● Work task:
Given the material below, return only the lines starting at the line with "filename src/page.rs" and ending at the line with "pub fn new(rows: Vec<Vec<String>>)", exactly as they appear.

● Record excerpts:

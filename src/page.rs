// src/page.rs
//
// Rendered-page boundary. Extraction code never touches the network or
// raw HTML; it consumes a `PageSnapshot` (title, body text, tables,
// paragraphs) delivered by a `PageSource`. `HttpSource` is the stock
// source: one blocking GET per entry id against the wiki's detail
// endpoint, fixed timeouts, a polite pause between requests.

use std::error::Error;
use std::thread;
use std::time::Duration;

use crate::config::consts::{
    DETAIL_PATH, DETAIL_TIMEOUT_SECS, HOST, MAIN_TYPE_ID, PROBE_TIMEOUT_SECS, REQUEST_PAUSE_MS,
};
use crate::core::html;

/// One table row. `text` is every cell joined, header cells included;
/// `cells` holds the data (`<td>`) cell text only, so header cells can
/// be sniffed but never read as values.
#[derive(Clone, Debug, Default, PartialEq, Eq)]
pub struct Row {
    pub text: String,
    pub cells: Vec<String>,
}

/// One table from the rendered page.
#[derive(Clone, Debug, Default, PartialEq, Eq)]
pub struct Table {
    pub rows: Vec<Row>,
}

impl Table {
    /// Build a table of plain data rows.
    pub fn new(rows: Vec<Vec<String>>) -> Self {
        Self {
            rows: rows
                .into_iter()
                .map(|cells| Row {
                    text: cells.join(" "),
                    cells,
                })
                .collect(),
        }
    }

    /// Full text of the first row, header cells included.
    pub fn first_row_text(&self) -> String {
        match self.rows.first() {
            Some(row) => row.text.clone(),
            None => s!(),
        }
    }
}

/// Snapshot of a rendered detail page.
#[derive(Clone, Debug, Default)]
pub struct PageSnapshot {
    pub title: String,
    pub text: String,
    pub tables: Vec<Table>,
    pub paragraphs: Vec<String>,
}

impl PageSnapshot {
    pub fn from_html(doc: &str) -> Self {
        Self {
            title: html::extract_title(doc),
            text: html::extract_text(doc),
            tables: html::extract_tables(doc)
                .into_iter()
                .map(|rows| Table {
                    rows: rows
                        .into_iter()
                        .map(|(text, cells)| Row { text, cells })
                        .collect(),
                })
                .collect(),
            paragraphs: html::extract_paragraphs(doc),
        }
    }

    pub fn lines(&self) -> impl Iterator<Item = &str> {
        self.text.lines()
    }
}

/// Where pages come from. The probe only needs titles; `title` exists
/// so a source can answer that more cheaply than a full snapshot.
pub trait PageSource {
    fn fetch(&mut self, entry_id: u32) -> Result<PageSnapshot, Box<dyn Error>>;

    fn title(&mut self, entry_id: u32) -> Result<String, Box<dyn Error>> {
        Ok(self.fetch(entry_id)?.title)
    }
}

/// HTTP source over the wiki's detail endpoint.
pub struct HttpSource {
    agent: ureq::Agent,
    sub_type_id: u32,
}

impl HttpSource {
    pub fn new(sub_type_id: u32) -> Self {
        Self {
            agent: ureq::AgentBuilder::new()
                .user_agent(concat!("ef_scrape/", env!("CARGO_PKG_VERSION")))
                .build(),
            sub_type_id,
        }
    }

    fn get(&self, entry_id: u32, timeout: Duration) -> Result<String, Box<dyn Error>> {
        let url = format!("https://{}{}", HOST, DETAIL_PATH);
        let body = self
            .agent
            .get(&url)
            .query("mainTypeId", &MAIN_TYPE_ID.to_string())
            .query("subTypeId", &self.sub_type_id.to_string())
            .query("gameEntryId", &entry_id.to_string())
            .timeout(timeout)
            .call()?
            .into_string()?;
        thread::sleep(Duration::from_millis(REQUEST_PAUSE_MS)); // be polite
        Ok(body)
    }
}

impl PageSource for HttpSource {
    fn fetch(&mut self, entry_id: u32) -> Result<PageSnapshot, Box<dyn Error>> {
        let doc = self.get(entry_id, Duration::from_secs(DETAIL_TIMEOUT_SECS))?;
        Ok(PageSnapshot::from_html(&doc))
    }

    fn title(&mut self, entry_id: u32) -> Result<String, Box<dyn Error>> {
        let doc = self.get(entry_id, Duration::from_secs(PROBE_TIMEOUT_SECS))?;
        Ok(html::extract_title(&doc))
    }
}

* * *

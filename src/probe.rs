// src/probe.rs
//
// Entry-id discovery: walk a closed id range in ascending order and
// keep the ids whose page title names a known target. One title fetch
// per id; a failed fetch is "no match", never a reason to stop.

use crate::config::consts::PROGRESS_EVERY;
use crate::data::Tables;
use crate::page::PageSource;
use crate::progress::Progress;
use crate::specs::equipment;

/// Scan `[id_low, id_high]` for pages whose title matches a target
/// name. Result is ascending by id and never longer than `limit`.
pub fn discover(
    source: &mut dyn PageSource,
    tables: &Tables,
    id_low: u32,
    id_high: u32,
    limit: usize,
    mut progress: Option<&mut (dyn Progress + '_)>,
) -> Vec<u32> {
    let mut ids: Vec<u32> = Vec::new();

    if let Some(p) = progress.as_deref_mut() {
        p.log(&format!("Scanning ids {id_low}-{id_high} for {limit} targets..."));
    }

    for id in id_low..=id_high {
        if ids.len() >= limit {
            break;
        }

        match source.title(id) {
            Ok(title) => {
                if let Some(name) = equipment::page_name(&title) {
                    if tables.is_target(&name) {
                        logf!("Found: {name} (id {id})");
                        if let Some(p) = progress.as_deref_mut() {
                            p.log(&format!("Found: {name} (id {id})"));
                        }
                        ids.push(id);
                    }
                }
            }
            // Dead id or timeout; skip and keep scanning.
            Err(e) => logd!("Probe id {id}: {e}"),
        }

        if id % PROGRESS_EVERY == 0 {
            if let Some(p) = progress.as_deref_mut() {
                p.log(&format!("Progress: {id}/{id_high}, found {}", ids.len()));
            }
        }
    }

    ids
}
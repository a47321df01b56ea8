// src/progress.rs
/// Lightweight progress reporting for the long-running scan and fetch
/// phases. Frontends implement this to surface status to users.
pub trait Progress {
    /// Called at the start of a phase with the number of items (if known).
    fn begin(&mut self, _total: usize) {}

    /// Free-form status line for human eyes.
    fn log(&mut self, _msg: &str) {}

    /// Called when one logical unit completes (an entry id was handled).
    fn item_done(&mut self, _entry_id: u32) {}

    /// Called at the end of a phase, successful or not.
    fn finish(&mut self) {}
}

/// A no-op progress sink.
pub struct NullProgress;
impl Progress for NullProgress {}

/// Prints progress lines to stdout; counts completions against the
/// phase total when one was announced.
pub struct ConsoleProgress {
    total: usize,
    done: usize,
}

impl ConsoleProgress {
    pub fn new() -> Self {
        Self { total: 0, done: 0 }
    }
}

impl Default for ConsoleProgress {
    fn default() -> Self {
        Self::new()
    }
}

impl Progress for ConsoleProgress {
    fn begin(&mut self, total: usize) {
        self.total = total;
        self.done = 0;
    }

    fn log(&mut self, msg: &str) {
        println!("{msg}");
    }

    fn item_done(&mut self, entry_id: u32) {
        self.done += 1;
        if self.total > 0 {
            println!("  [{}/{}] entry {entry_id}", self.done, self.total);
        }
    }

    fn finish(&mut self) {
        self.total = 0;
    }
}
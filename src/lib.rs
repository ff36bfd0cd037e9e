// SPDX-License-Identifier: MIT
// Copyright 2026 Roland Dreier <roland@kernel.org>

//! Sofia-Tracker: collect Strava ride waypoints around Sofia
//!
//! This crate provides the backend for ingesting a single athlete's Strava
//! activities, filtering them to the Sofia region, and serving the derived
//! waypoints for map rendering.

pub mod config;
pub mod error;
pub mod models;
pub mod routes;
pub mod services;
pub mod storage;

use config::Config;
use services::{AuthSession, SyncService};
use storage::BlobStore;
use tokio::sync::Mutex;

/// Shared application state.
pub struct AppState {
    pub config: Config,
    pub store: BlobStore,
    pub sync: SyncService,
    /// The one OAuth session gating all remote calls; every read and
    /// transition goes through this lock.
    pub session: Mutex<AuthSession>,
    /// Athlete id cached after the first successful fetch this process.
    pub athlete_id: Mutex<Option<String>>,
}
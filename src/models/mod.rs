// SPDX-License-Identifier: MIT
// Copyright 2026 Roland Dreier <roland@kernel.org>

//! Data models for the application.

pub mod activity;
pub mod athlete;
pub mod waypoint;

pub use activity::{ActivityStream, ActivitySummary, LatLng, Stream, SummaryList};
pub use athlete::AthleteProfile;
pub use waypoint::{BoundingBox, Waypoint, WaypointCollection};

● Solution below:
filename src/page.rs
// src/page.rs
//
// Rendered-page boundary. Extraction code never touches the network or
// raw HTML; it consumes a `PageSnapshot` (title, body text, tables,
// paragraphs) delivered by a `PageSource`. `HttpSource` is the stock
// source: one blocking GET per entry id against the wiki's detail
// endpoint, fixed timeouts, a polite pause between requests.

use std::error::Error;
use std::thread;
use std::time::Duration;

use crate::config::consts::{
    DETAIL_PATH, DETAIL_TIMEOUT_SECS, HOST, MAIN_TYPE_ID, PROBE_TIMEOUT_SECS, REQUEST_PAUSE_MS,
};
use crate::core::html;

/// One table row. `text` is every cell joined, header cells included;
/// `cells` holds the data (`<td>`) cell text only, so header cells can
/// be sniffed but never read as values.
#[derive(Clone, Debug, Default, PartialEq, Eq)]
pub struct Row {
    pub text: String,
    pub cells: Vec<String>,
}

/// One table from the rendered page.
#[derive(Clone, Debug, Default, PartialEq, Eq)]
pub struct Table {
    pub rows: Vec<Row>,
}

impl Table {
    /// Build a table of plain data rows.
    pub fn new(rows: Vec<Vec<String>>) -> Self {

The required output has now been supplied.